And watch Adam Ragusea.
Tasting more is something I definitely need to do more, but I often struggle with knowing what would improve flavour. Sometimes it's easy, since with non-spicy food you can taste that it needs more kick, but the tricky part for me is how to offset taste (e.g. what to do if the flavour is too sweet). Thinking I'll try to find some kind of chart/cheatsheet I can print out and commit to memory over time. The other thing is adding nuance and other enhancements, I find it hard to gauge which direction to go in (guessing this just takes experience and time).
The other thing with tasting is that I see cooks can just taste things on the fly even when they are hot. Maybe I'm just more sensitive but my tongue burns so easily and I have to wait a good while for it to cool down. Is there a technique to this that I'm missing?
Luckily I already know where I stand on the doneness scale - medium rare or medium!
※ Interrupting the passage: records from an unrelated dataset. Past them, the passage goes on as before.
use std::collections::BTreeMap;

use chrono::{DateTime, Utc};
use serde::{Deserialize, Serialize};

/// Persisted credential/config document (`config.json`).
///
/// `refresh_token` rotates whenever the vendor issues a replacement and is
/// cleared only after an `invalid_grant` rejection. `home_id` is resolved
/// once via `/me` and kept for the life of the installation.
#[derive(Debug, Clone, Default, Serialize, Deserialize)]
#[serde(default)]
pub struct BridgeConfig {
    pub home_id: Option<String>,
    pub refresh_token: Option<String>,
}

#[derive(Debug, Clone, Copy, PartialEq, Serialize, Deserialize)]
pub struct Temperature {
    pub celsius: f64,
    #[serde(skip_serializing_if = "Option::is_none")]
    pub fahrenheit: Option<f64>,
}

impl Temperature {
    pub fn celsius(celsius: f64) -> Self {
        Self {
            celsius,
            fahrenheit: None,
        }
    }
}

#[derive(Debug, Clone, Copy, PartialEq, Eq, Serialize, Deserialize)]
#[serde(rename_all = "SCREAMING_SNAKE_CASE")]
pub enum Power {
    On,
    Off,
}

#[derive(Debug, Clone, Copy, PartialEq, Eq, Serialize, Deserialize)]
#[serde(rename_all = "SCREAMING_SNAKE_CASE")]
pub enum ZoneType {
    Heating,
    HotWater,
    AirConditioning,
}

/// Target setting for a zone, both as reported in zone state and as sent in
/// overlay commands.
#[derive(Debug, Clone, PartialEq, Serialize, Deserialize)]
#[serde(rename_all = "camelCase")]
pub struct ZoneSetting {
    #[serde(rename = "type", skip_serializing_if = "Option::is_none")]
    pub kind: Option<ZoneType>,
    pub power: Power,
    #[serde(skip_serializing_if = "Option::is_none")]
    pub temperature: Option<Temperature>,
}

impl ZoneSetting {
    pub fn heating(celsius: f64) -> Self {
        Self {
            kind: Some(ZoneType::Heating),
            power: Power::On,
            temperature: Some(Temperature::celsius(celsius)),
        }
    }

    pub fn off(kind: ZoneType) -> Self {
        Self {
            kind: Some(kind),
            power: Power::Off,
            temperature: None,
        }
    }
}

/// Overlay termination policy: hold until cleared, hold for a fixed time, or
/// hold until the next scheduled change.
#[derive(Debug, Clone, PartialEq, Eq, Serialize, Deserialize)]
#[serde(tag = "type", rename_all = "SCREAMING_SNAKE_CASE")]
pub enum Termination {
    Manual,
    #[serde(rename_all = "camelCase")]
    Timer {
        duration_in_seconds: u32,
    },
    TadoMode,
}

#[derive(Debug, Clone, Copy, PartialEq, Eq, Serialize, Deserialize)]
#[serde(rename_all = "SCREAMING_SNAKE_CASE")]
pub enum OverlayType {
    Manual,
    Timer,
    TadoMode,
    #[serde(other)]
    Unknown,
}

#[derive(Debug, Clone, PartialEq, Serialize, Deserialize)]
#[serde(rename_all = "camelCase")]
pub struct OverlayTermination {
    #[serde(rename = "type")]
    pub kind: Option<OverlayType>,
    #[serde(skip_serializing_if = "Option::is_none")]
    pub duration_in_seconds: Option<u64>,
    #[serde(skip_serializing_if = "Option::is_none")]
    pub remaining_time_in_seconds: Option<u64>,
    #[serde(skip_serializing_if = "Option::is_none")]
    pub expiry: Option<DateTime<Utc>>,
}

#[derive(Debug, Clone, PartialEq, Serialize, Deserialize)]
#[serde(rename_all = "camelCase")]
pub struct Overlay {
    #[serde(rename = "type")]
    pub kind: Option<OverlayType>,
    #[serde(skip_serializing_if = "Option::is_none")]
    pub setting: Option<ZoneSetting>,
    #[serde(skip_serializing_if = "Option::is_none")]
    pub termination: Option<OverlayTermination>,
}

#[derive(Debug, Clone, PartialEq, Serialize, Deserialize)]
#[serde(rename_all = "camelCase")]
pub struct NextScheduleChange {
    pub start: Option<DateTime<Utc>>,
    #[serde(skip_serializing_if = "Option::is_none")]
    pub setting: Option<ZoneSetting>,
}

#[derive(Debug, Clone, Default, PartialEq, Serialize, Deserialize)]
#[serde(rename_all = "camelCase", default)]
pub struct TemperatureReading {
    pub celsius: Option<f64>,
    pub fahrenheit: Option<f64>,
    pub timestamp: Option<DateTime<Utc>>,
}

#[derive(Debug, Clone, Default, PartialEq, Serialize, Deserialize)]
#[serde(rename_all = "camelCase", default)]
pub struct PercentageReading {
    pub percentage: Option<f64>,
    pub timestamp: Option<DateTime<Utc>>,
}

#[derive(Debug, Clone, Default, PartialEq, Serialize, Deserialize)]
#[serde(rename_all = "camelCase", default)]
pub struct SensorDataPoints {
    pub inside_temperature: Option<TemperatureReading>,
    pub humidity: Option<PercentageReading>,
}

#[derive(Debug, Clone, Default, PartialEq, Serialize, Deserialize)]
#[serde(rename_all = "camelCase", default)]
pub struct ActivityDataPoints {
    pub heating_power: Option<PercentageReading>,
}

/// Latest reported state of one zone. Replaced wholesale every sync cycle;
/// the cache holds no history.
#[derive(Debug, Clone, Default, PartialEq, Serialize, Deserialize)]
#[serde(rename_all = "camelCase", default)]
pub struct ZoneState {
    pub tado_mode: Option<String>,
    pub overlay_type: Option<OverlayType>,
    pub setting: Option<ZoneSetting>,
    pub overlay: Option<Overlay>,
    pub next_schedule_change: Option<NextScheduleChange>,
    pub activity_data_points: Option<ActivityDataPoints>,
    pub sensor_data_points: Option<SensorDataPoints>,
}

/// Document shape of `zones.json`: the vendor keys zone states by zone id.
#[derive(Debug, Clone, Default, PartialEq, Serialize, Deserialize)]
#[serde(rename_all = "camelCase")]
pub struct ZoneStates {
    pub zone_states: BTreeMap<String, ZoneState>,
}

#[derive(Debug, Clone, Copy, PartialEq, Eq, Serialize, Deserialize)]
#[serde(rename_all = "SCREAMING_SNAKE_CASE")]
pub enum BatteryState {
    Normal,
    Low,
    #[serde(other)]
    Unknown,
}

#[derive(Debug, Clone, Default, PartialEq, Serialize, Deserialize)]
#[serde(rename_all = "camelCase", default)]
pub struct ConnectionState {
    pub value: Option<bool>,
    pub timestamp: Option<DateTime<Utc>>,
}

#[derive(Debug, Clone, Default, PartialEq, Serialize, Deserialize)]
#[serde(rename_all = "camelCase", default)]
pub struct DeviceInfo {
    pub device_type: Option<String>,
    pub short_serial_no: Option<String>,
    pub current_fw_version: Option<String>,
    pub connection_state: Option<ConnectionState>,
    pub battery_state: Option<BatteryState>,
    pub child_lock_enabled: Option<bool>,
}

#[derive(Debug, Clone, Default, PartialEq, Serialize, Deserialize)]
#[serde(rename_all = "camelCase", default)]
pub struct EarlyStart {
    pub enabled: Option<bool>,
}

/// Zone metadata as returned by the `zones` endpoint (`zones_info.json`).
/// Slow-changing; only refreshed on full-sync cycles.
#[derive(Debug, Clone, PartialEq, Serialize, Deserialize)]
#[serde(rename_all = "camelCase")]
pub struct ZoneInfo {
    pub id: i64,
    pub name: String,
    #[serde(rename = "type")]
    pub zone_type: ZoneType,
    #[serde(default, skip_serializing_if = "Option::is_none")]
    pub date_created: Option<DateTime<Utc>>,
    #[serde(default, skip_serializing_if = "Option::is_none")]
    pub early_start: Option<EarlyStart>,
    #[serde(default)]
    pub devices: Vec<DeviceInfo>,
}

#[derive(Debug, Clone, Default, PartialEq, Serialize, Deserialize)]
#[serde(rename_all = "camelCase", default)]
pub struct WeatherState {
    pub value: Option<String>,
    pub timestamp: Option<DateTime<Utc>>,
}

#[derive(Debug, Clone, Default, PartialEq, Serialize, Deserialize)]
#[serde(rename_all = "camelCase", default)]
pub struct Weather {
    pub outside_temperature: Option<TemperatureReading>,
    pub solar_intensity: Option<PercentageReading>,
    pub weather_state: Option<WeatherState>,
}

#[derive(Debug, Clone, Default, PartialEq, Serialize, Deserialize)]
#[serde(rename_all = "camelCase", default)]
pub struct MobileLocation {
    pub at_home: Option<bool>,
    pub stale: Option<bool>,
}

#[derive(Debug, Clone, Default, PartialEq, Serialize, Deserialize)]
#[serde(rename_all = "camelCase", default)]
pub struct MobileSettings {
    pub geo_tracking_enabled: Option<bool>,
}

#[derive(Debug, Clone, Default, PartialEq, Serialize, Deserialize)]
#[serde(rename_all = "camelCase", default)]
pub struct MobileDevice {
    pub id: Option<i64>,
    pub name: Option<String>,
    pub location: Option<MobileLocation>,
    pub settings: Option<MobileSettings>,
}

/// Manual override of automatic home/away detection.
#[derive(Debug, Clone, Copy, PartialEq, Eq, Serialize, Deserialize)]
#[serde(rename_all = "SCREAMING_SNAKE_CASE")]
pub enum Presence {
    Home,
    Away,
}

/// Behavior of a heating zone while the home is away.
#[derive(Debug, Clone, Copy, PartialEq)]
pub enum AwayMode {
    /// Let the vendor pick the away temperature from a comfort level (0-100).
    Auto { comfort_level: u8 },
    /// Hold a fixed target temperature while away.
    Manual { celsius: f64 },
    /// Heating off while away.
    Off,
}

#[derive(Debug, Clone, PartialEq, Deserialize)]
pub struct HomeSummary {
    pub id: i64,
    pub name: Option<String>,
}

/// Subset of the `/me` document used for home-id resolution.
#[derive(Debug, Clone, PartialEq, Deserialize)]
pub struct Me {
    #[serde(default)]
    pub homes: Vec<HomeSummary>,
}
My parent had what I think was a phobia of uncooked meat and couldn't handle the slightest bit of pink. Thanks for the hints. I realised I've been buying meat this whole time just looking at what is on special with zero regard for the cut.
When frying steaks, I can never seem to get it to cook medium rare or medium. I know I need a reasonably high temperature, and but the steak turns from rare to brown so quickly that I miss out. Thinking I need to reduce temps or take it off earlier in anticipation that the residual heat will cook it further. Good point on the meat thermometer - this would help immensely. What oil do you use? I have been avoiding olive oil for that reason, and using avocado oil for the higher smoke point, even though it's expensive (I don't fry much though).
Will have to give the tomato sauce a go :) Thanks for all your advice!
I'd disagree. I generally cooks steaks at a medium, at most. If you want to sear the exterior without cooking the interior (eg, for a steak actually cooked by sous vide, or for searing on a pan and cooking in an oven), then a very high heat can make sense, but not if you're cooking a steak on a pan.
When cooking an a pan, the surface of the pan is hot, and transmitting heat to the food. The heat moves through the food, from the surface, and that takes time. If you're cooking a steak on a very hot pan, then the bottom surface is going to burn before the center warms up.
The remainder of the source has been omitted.